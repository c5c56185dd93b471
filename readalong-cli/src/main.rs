use std::fs;
use std::io;
use std::path::PathBuf;
use std::sync::Arc;
use std::time::{Duration, Instant};

use anyhow::{anyhow, Context, Result};
use clap::Parser;
use crossterm::cursor;
use crossterm::event::{self, DisableMouseCapture, EnableMouseCapture};
use crossterm::terminal;
use directories::ProjectDirs;
use readalong_core::{
    new_document_id, Command, Config, DocumentId, DocumentPages, DocumentProvider, Manifest,
    ManifestOptions, PageSource, PlaybackTransport, ScrollBehavior, Sentence, Session,
    SessionEvent,
};
use readalong_render::PdfRenderFactory;
use readalong_tty::{EventMapper, KittyRenderer, UiEvent};
use tokio::sync::mpsc;
use tracing::{debug, info, warn};
use tracing_appender::non_blocking::WorkerGuard;
use tracing_subscriber::{prelude::*, EnvFilter};

mod playback;
mod view;

use playback::ReadingClock;
use view::{document_status, CellMetrics, Viewer};

const IDLE_POLL: Duration = Duration::from_millis(50);
const ANIMATION_POLL: Duration = Duration::from_millis(16);
const MAX_SETTLE_PASSES: usize = 4;

#[derive(Debug, Parser)]
#[command(
    name = "readalong",
    version,
    about = "Sentence-synchronised PDF read-along for kitty terminals"
)]
struct Args {
    /// Sentence manifests to load; Tab cycles through them
    #[arg(required = true)]
    manifests: Vec<PathBuf>,

    /// PDF to render instead of the document named by the manifest
    #[arg(long)]
    pdf: Option<PathBuf>,

    /// Config file to use instead of the platform default
    #[arg(long)]
    config: Option<PathBuf>,

    /// Mirror logs to stderr in addition to the log file
    #[arg(long)]
    log_stderr: bool,

    /// Start with auto-scroll disabled
    #[arg(long)]
    no_auto_scroll: bool,
}

struct RawModeGuard;

impl RawModeGuard {
    fn new() -> anyhow::Result<Self> {
        terminal::enable_raw_mode()?;
        crossterm::execute!(io::stdout(), EnableMouseCapture, cursor::Hide)?;
        Ok(Self)
    }
}

impl Drop for RawModeGuard {
    fn drop(&mut self) {
        let mut stdout = io::stdout();
        let _ = crossterm::execute!(stdout, DisableMouseCapture, cursor::Show);
        let _ = terminal::disable_raw_mode();
    }
}

struct LoadOutcome {
    document: DocumentId,
    result: Result<Arc<dyn PageSource>>,
}

/// Owns the manifest list and hands page-source loads to the blocking pool.
struct Loader {
    manifests: Vec<PathBuf>,
    current: usize,
    pdf_override: Option<PathBuf>,
    options: ManifestOptions,
    provider: Arc<PdfRenderFactory>,
    completions: mpsc::UnboundedSender<LoadOutcome>,
}

impl Loader {
    /// Replaces the session's document with manifest `index`. The page source
    /// opens in the background; its outcome arrives tagged with the new id.
    fn load(&mut self, index: usize, session: &mut Session) -> Result<Vec<Sentence>> {
        let manifest_path = &self.manifests[index];
        let manifest = Manifest::load(manifest_path, self.options)
            .with_context(|| format!("failed to load manifest {:?}", manifest_path))?;
        let pdf = self
            .pdf_override
            .clone()
            .or(manifest.document)
            .ok_or_else(|| {
                anyhow!("manifest {:?} names no document; pass --pdf", manifest_path)
            })?;

        let document = new_document_id();
        let sentences = manifest.sentences;
        session.replace_document(document, &pdf, sentences.clone());
        self.current = index;
        self.spawn_open(document, pdf);
        Ok(sentences)
    }

    fn spawn_open(&self, document: DocumentId, path: PathBuf) {
        let provider = Arc::clone(&self.provider);
        let completions = self.completions.clone();
        let runtime = tokio::runtime::Handle::current();
        tokio::task::spawn_blocking(move || {
            let result = runtime.block_on(provider.open(&path));
            if completions.send(LoadOutcome { document, result }).is_err() {
                debug!(%document, "viewer gone before document finished loading");
            }
        });
    }

    fn next_index(&self) -> usize {
        (self.current + 1) % self.manifests.len()
    }
}

#[tokio::main]
async fn main() -> Result<()> {
    let args = Args::parse();

    let config = Config::load(args.config.as_deref()).context("failed to load config")?;
    let project_dirs = ProjectDirs::from("net", "readalong", "readalong")
        .ok_or_else(|| anyhow!("unable to resolve platform data directories"))?;
    let _log_guard = init_logging(&project_dirs, config.log_filter.as_deref(), args.log_stderr)?;

    let auto_scroll = config.auto_scroll && !args.no_auto_scroll;
    let behavior = if config.smooth_scroll {
        ScrollBehavior::Smooth
    } else {
        ScrollBehavior::Instant
    };
    let mut session = Session::new(auto_scroll).with_scroll_behavior(behavior);

    let (completions, mut completed) = mpsc::unbounded_channel();
    let mut loader = Loader {
        manifests: args.manifests.clone(),
        current: 0,
        pdf_override: args.pdf.clone(),
        options: ManifestOptions {
            merge_adjacent_regions: config.merge_adjacent_regions,
        },
        provider: Arc::new(PdfRenderFactory::new()?),
        completions,
    };
    let sentences = loader.load(0, &mut session)?;
    let mut clock = ReadingClock::new(&sentences, config.words_per_minute, config.min_sentence);

    let _raw = RawModeGuard::new()?;
    let mut renderer = KittyRenderer::new(io::stdout());
    renderer.clear_all()?;
    let mut mapper = EventMapper::new(config.double_activation);
    let mut viewer = Viewer::new(&config, CellMetrics::query()?);
    let mut dirty = true;

    loop {
        let now = Instant::now();

        while let Ok(outcome) = completed.try_recv() {
            dirty |= complete_load(outcome, &mut session, &mut viewer, &mut clock, &config, now);
        }
        dirty |= viewer.poll_layout();
        dirty |= settle(&mut session, &mut viewer, &mut clock, now);
        dirty |= viewer.tick(now);

        // Active-sentence changes are on screen before the next input is read.
        if dirty {
            let status = with_pending(
                document_status(&session, &viewer, clock.is_playing()),
                mapper.pending_input().as_deref(),
            );
            viewer.redraw(&mut renderer, &session, &status)?;
            dirty = false;
        }

        let timeout = if viewer.is_animating() {
            ANIMATION_POLL
        } else {
            IDLE_POLL
        };
        if !event::poll(timeout)? {
            continue;
        }

        viewer.status = None;
        dirty = true;
        match mapper.map_event(event::read()?) {
            UiEvent::Quit => break,
            UiEvent::Command(command) => session.apply(command),
            UiEvent::TogglePlayback => clock.toggle(Instant::now()),
            UiEvent::Scroll { rows } => viewer.scroll_rows(rows),
            UiEvent::Pointer { column, row, kind } => {
                viewer.pointer(&mut session, column, row, kind)
            }
            UiEvent::Resized { .. } => viewer.resized(CellMetrics::query()?),
            UiEvent::NextDocument => {
                let index = loader.next_index();
                match loader.load(index, &mut session) {
                    Ok(sentences) => {
                        viewer.detach();
                        clock = ReadingClock::new(
                            &sentences,
                            config.words_per_minute,
                            config.min_sentence,
                        );
                    }
                    Err(err) => {
                        warn!(?err, "failed to switch document");
                        viewer.status = Some(format!("{err:#}"));
                    }
                }
            }
            UiEvent::None => {}
        }
    }

    renderer.clear_all()?;
    Ok(())
}

fn complete_load(
    outcome: LoadOutcome,
    session: &mut Session,
    viewer: &mut Viewer,
    clock: &mut ReadingClock,
    config: &Config,
    now: Instant,
) -> bool {
    let LoadOutcome { document, result } = outcome;
    if session.document().map(|doc| doc.id) != Some(document) {
        debug!(%document, "dropping load result for a replaced document");
        return false;
    }
    match result {
        Ok(source) => {
            let total = source.info().page_count();
            info!(%document, pages = total, "document ready");
            viewer.attach(DocumentPages::new(
                document,
                source,
                config.render_cache_pages,
            ));
            session.apply(Command::PagesLoaded { document, total });
            clock.play(now);
        }
        Err(err) => {
            session.apply(Command::LoadFailed {
                document,
                reason: format!("{err:#}"),
            });
        }
    }
    true
}

/// Runs playback sync, the anchor mount pass and session event handling
/// until the session has nothing more to say.
fn settle(
    session: &mut Session,
    viewer: &mut Viewer,
    clock: &mut ReadingClock,
    now: Instant,
) -> bool {
    let mut dirty = false;
    for _ in 0..MAX_SETTLE_PASSES {
        session.sync_playback(clock, now);
        viewer.mount_anchor(session);
        session.after_mount();

        let events = session.drain_events();
        if events.is_empty() {
            break;
        }
        dirty = true;
        for event in events {
            match event {
                SessionEvent::JumpRequested { jump, .. } => clock.jump_to(jump.sentence),
                SessionEvent::ScrollIntoView(request) => viewer.scroll_into_view(&request, now),
                SessionEvent::LoadFailed { reason, .. } => {
                    viewer.status = Some(format!("load failed: {reason}"));
                }
                SessionEvent::DocumentReplaced(_)
                | SessionEvent::PagesLoaded { .. }
                | SessionEvent::RedrawNeeded(_) => {}
            }
        }
    }
    dirty
}

fn with_pending(mut status: String, pending_input: Option<&str>) -> String {
    if let Some(pending) = pending_input.filter(|s| !s.is_empty()) {
        status.push_str(" | ");
        status.push_str(pending);
    }
    status
}

fn init_logging(
    project_dirs: &ProjectDirs,
    log_filter: Option<&str>,
    log_stderr: bool,
) -> Result<WorkerGuard> {
    let log_dir = project_dirs.data_local_dir().join("logs");
    fs::create_dir_all(&log_dir)?;

    let file_appender = tracing_appender::rolling::never(log_dir, "readalong.log");
    let (file_writer, guard) = tracing_appender::non_blocking(file_appender);
    let env_filter = EnvFilter::try_from_default_env()
        .or_else(|_| EnvFilter::try_new(log_filter.unwrap_or("info")))
        .unwrap_or_else(|_| EnvFilter::new("info"));

    let file_layer = tracing_subscriber::fmt::layer()
        .with_ansi(false)
        .with_writer(file_writer);
    // The terminal is in raw mode, so stderr output is opt-in.
    let stderr_layer =
        log_stderr.then(|| tracing_subscriber::fmt::layer().with_writer(io::stderr));

    tracing_subscriber::registry()
        .with(env_filter)
        .with(file_layer)
        .with(stderr_layer)
        .try_init()
        .map_err(|err| anyhow!(err))?;

    Ok(guard)
}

[Your objective]: Only a number should be given: the count of lines above that contain the word "DocumentId".

[Finished exercise]: 3